_EXERCISE DETAILS_
Please quote exactly the opening lines of the data, from the first line to the one where "renderers for styling." appears.

_EXERCISE INPUTS_
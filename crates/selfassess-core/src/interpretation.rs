//! Total-score interpretation bands.
//!
//! Five closed, contiguous ranges partition `0..=90`. Lookup is a linear
//! scan over the ordered table.

use std::fmt;

use serde::{Deserialize, Serialize};

use crate::model::MAX_TOTAL_SCORE;

/// Qualitative classification of a band, used by renderers for styling.
#[derive(Debug, Clone, Copy, PartialEq, Eq, Hash, Serialize, Deserialize)]
#[serde(rename_all = "lowercase")]
pub enum Classification {
    Low,
    Moderate,
    Significant,
    High,
    Severe,
}

impl Classification {
    /// Style class name (e.g. `score-low`).
    pub fn class_name(self) -> &'static str {
        match self {
            Classification::Low => "score-low",
            Classification::Moderate => "score-moderate",
            Classification::Significant => "score-significant",
            Classification::High => "score-high",
            Classification::Severe => "score-severe",
        }
    }
}

impl fmt::Display for Classification {
    fn fmt(&self, f: &mut fmt::Formatter<'_>) -> fmt::Result {
        f.write_str(self.class_name())
    }
}

/// A labelled, inclusive score range.
#[derive(Debug, Clone, Copy, PartialEq, Eq)]
pub struct Band {
    pub min: u32,
    pub max: u32,
    pub title: &'static str,
    pub description: &'static str,
    pub classification: Classification,
}

impl Band {
    pub fn contains(&self, score: u32) -> bool {
        (self.min..=self.max).contains(&score)
    }
}

/// The interpretation table, ordered by `min`.
pub const BANDS: [Band; 5] = [
    Band {
        min: 0,
        max: 15,
        title: "Low indoctrination markers",
        description: "You appear to hold examined beliefs and maintain intellectual independence. Or you're not being honest with yourself.",
        classification: Classification::Low,
    },
    Band {
        min: 16,
        max: 35,
        title: "Moderate markers",
        description: "You have some inherited beliefs you haven't fully examined. This is normal — awareness is the first step.",
        classification: Classification::Moderate,
    },
    Band {
        min: 36,
        max: 55,
        title: "Significant markers",
        description: "Many of your political beliefs may be inherited rather than chosen. Consider seeking out perspectives that challenge your assumptions.",
        classification: Classification::Significant,
    },
    Band {
        min: 56,
        max: 75,
        title: "High markers",
        description: "Your worldview may be largely constructed by others. This isn't your fault — Lebanese society is designed to produce this — but breaking free requires active effort.",
        classification: Classification::High,
    },
    Band {
        min: 76,
        max: 90,
        title: "Severe markers",
        description: "You are likely operating within a closed ideological system. The fact that you took this test is a positive sign. Consider: what would it take to change your mind about anything?",
        classification: Classification::Severe,
    },
];

/// Find the band containing `score`. `None` only for scores above 90.
pub fn interpret(score: u32) -> Option<&'static Band> {
    BANDS.iter().find(|band| band.contains(score))
}

/// `true` when `bands` partition `0..=max_score` with no gaps or overlaps.
const fn partitions(bands: &[Band], max_score: u32) -> bool {
    let mut expected_min = 0;
    let mut i = 0;
    while i < bands.len() {
        let band = &bands[i];
        if band.min != expected_min || band.max < band.min {
            return false;
        }
        expected_min = band.max + 1;
        i += 1;
    }
    expected_min == max_score + 1
}

const _: () = assert!(
    partitions(&BANDS, MAX_TOTAL_SCORE),
    "interpretation bands must partition 0..=90"
);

_ANSWER TO THIS TASK_
filename crates/selfassess-core/src/interpretation.rs
//! Total-score interpretation bands.
//!
//! Five closed, contiguous ranges partition `0..=90`. Lookup is a linear
//! scan over the ordered table.

use std::fmt;

use serde::{Deserialize, Serialize};

use crate::model::MAX_TOTAL_SCORE;

/// Qualitative classification of a band, used by renderers for styling.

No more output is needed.